If total infections, hospitalizations, and death are going to be ignored in the preliminary trials of the vaccines, then there must be phase four testing to monitor their safety and efficacy. This would be long term massive scale monitoring of the vaccine. There must be an indication that the authorized vaccines are reducing infection, hospitalization, and death, or else they will not be able to stop this pandemic.

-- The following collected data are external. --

impl DocumentLayout {
    /// Build the layout. Single-file components are split into `<script>`
    /// blocks and the outer `<template>`; any other file is all script.
    pub fn new(text: &str, is_component: bool) -> Self {
        let (scripts, template) = if is_component {
            (script_blocks(text), template_block(text))
        } else {
            (vec![0..text.len()], None)
        };
        let mut non_code: Vec<Range<usize>> = scripts
            .iter()
            .flat_map(|range| non_code_ranges(text, range.clone()))
            .collect();
        non_code.sort_by_key(|r| r.start);

        Self {
            scripts,
            template,
            non_code,
        }
    }

    pub fn for_path(text: &str, path: &std::path::Path) -> Self {
        let is_component = path.extension().and_then(|e| e.to_str()) == Some("vue");
        Self::new(text, is_component)
    }

    pub fn scripts(&self) -> &[Range<usize>] {
        &self.scripts
    }

    pub fn template(&self) -> Option<&Range<usize>> {
        self.template.as_ref()
    }

    pub fn in_script(&self, offset: usize) -> bool {
        self.scripts.iter().any(|r| r.contains(&offset))
    }

    pub fn in_template(&self, offset: usize) -> bool {
        self.template.as_ref().map(|r| r.contains(&offset)).unwrap_or(false)
    }

    pub fn region_at(&self, text: &str, offset: usize) -> Region {
        if self.in_script(offset) {
            if contains_offset(&self.non_code, offset) {
                Region::StringOrComment
            } else {
                Region::Code
            }
        } else if let Some(template) = &self.template {
            if template.contains(&offset) {
                template_region(text, template.start, offset)
            } else {
                Region::Other
            }
        } else {
            Region::Other
        }
    }
}

/// Content ranges of every `<script ...>` block.
fn script_blocks(text: &str) -> Vec<Range<usize>> {
    let mut blocks = Vec::new();
    let mut from = 0;
    while let Some(open) = text[from..].find("<script").map(|i| from + i) {
        let Some(content_start) = text[open..].find('>').map(|i| open + i + 1) else {
            break;
        };
        let content_end = text[content_start..]
            .find("</script>")
            .map(|i| content_start + i)
            .unwrap_or(text.len());
        blocks.push(content_start..content_end);
        from = content_end;
    }
    blocks
}

/// Range of the outer `<template>` block, from its opening `<` to its
/// closing tag.
fn template_block(text: &str) -> Option<Range<usize>> {
    let start = text.find("<template")?;
    let end = text.rfind("</template>").filter(|end| *end > start).unwrap_or(text.len());
    Some(start..end)
}

/// Classify an offset inside a template.
fn template_region(text: &str, template_start: usize, offset: usize) -> Region {
    let before = &text[template_start..offset];

    if let Some(tag_start) = open_tag_start(before) {
        let tag_text = &before[tag_start..];
        return match open_attribute_name(tag_text) {
            Some(name) if is_binding_attribute(name) => Region::TemplateBinding,
            Some(_) => Region::TemplateStatic,
            None => Region::TemplateTag,
        };
    }

    match (before.rfind("{{"), before.rfind("}}")) {
        (Some(open), Some(close)) if open > close => Region::TemplateInterpolation,
        (Some(_), None) => Region::TemplateInterpolation,
        _ => Region::TemplateStatic,
    }
}

/// Start of the unclosed tag `before` ends inside, if any.
fn open_tag_start(before: &str) -> Option<usize> {
    let bytes = before.as_bytes();
    let mut search_end = before.len();
    while let Some(lt) = before[..search_end].rfind('<') {
        let next = bytes.get(lt + 1).copied();
        let starts_tag = matches!(next, Some(c) if c.is_ascii_alphabetic() || c == b'/');
        if starts_tag {
            return if tag_still_open(&before[lt..]) { Some(lt) } else { None };
        }
        search_end = lt;
    }
    None
}

/// Whether no unquoted `>` closes the tag text.
fn tag_still_open(tag_text: &str) -> bool {
    let mut quote: Option<char> = None;
    for c in tag_text.chars() {
        match (quote, c) {
            (Some(q), c) if c == q => quote = None,
            (Some(_), _) => {}
            (None, '"' | '\'') => quote = Some(c),
            (None, '>') => return false,
            _ => {}
        }
    }
    true
}

/// Name of the attribute whose quoted value `tag_text` ends inside.
fn open_attribute_name(tag_text: &str) -> Option<&str> {
    let mut quote: Option<(char, usize)> = None;
    for (i, c) in tag_text.char_indices() {
        match quote {
            Some((q, _)) if c == q => quote = None,
            Some(_) => {}
            None if c == '"' || c == '\'' => quote = Some((c, i)),
            None => {}
        }
    }
    let (_, quote_at) = quote?;
    let before_value = tag_text[..quote_at].trim_end();
    let before_eq = before_value.strip_suffix('=')?.trim_end();
    let name_start = before_eq
        .rfind(|c: char| c.is_whitespace())
        .map(|i| i + 1)
        .unwrap_or(0);
    Some(&before_eq[name_start..])
}

/// Whether an attribute name binds an expression.
pub fn is_binding_attribute(name: &str) -> bool {
    name.starts_with(':') || name.starts_with('@') || name.starts_with('#') || name.starts_with("v-")
}

/// Range of the balanced block opened at `open` (`(`, `{` or `[`),
/// including both delimiters. String contents are skipped.
pub fn balanced_block(text: &str, open: usize) -> Option<Range<usize>> {
    let bytes = text.as_bytes();
    let (open_ch, close_ch) = match bytes.get(open)? {
        b'(' => (b'(', b')'),
        b'{' => (b'{', b'}'),
        b'[' => (b'[', b']'),
        _ => return None,
    };

    let mut depth = 0usize;
    let mut i = open;
    while i < bytes.len() {
        match bytes[i] {
            quote @ (b'\'' | b'"' | b'`') => {
                i += 1;
                while i < bytes.len() && bytes[i] != quote {
                    i += if bytes[i] == b'\\' { 2 } else { 1 };
                }
            }
            c if c == open_ch => depth += 1,
            c if c == close_ch => {
                depth -= 1;
                if depth == 0 {
                    return Some(open..i + 1);
                }
            }
            _ => {}
        }
        i += 1;
    }
    None
}

/// Previous non-whitespace identifier before `offset`, if any.
pub fn preceding_word(text: &str, offset: usize) -> Option<&str> {
    let head = text[..offset].trim_end();
    let start = head
        .char_indices()
        .rev()
        .find(|(_, c)| !(c.is_alphanumeric() || *c == '_' || *c == '$'))
        .map(|(i, c)| i + c.len_utf8())
        .unwrap_or(0);
    let word = &head[start..];
    if word.is_empty() {
        None
    } else {
        Some(word)
    }
}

These protocols do not emphasize the most important ramifications of Covid-19 that people are most interested in preventing: overall infection, hospitalization, and death. It boggles the mind and defies common sense that the National Institute of Health, the Center for Disease Control, the National Institute of Allergy and Infectious Disease, and the rest would consider the approval of a vaccine that would be distributed to hundreds of millions on such slender threads of success.
It appears that these trials are intended to pass the lowest possible barrier of success. As this is being written, the FDA is poised to announce tougher standards for a Covid-19 vaccine in the near future. It is my hope that these new standards for an EUA will at a minimum include requirements for protections from infection itself, protections from severe virus-related disease leading to hospitalization, and a significant improvement in Covid-19 related mortality.
It is clear from these studies that the vaccines currently under trial will not be the silver bullet needed to end the pandemic. We must do all we can public health measures to control Covid-19 as China and other Asian countries have successfully done.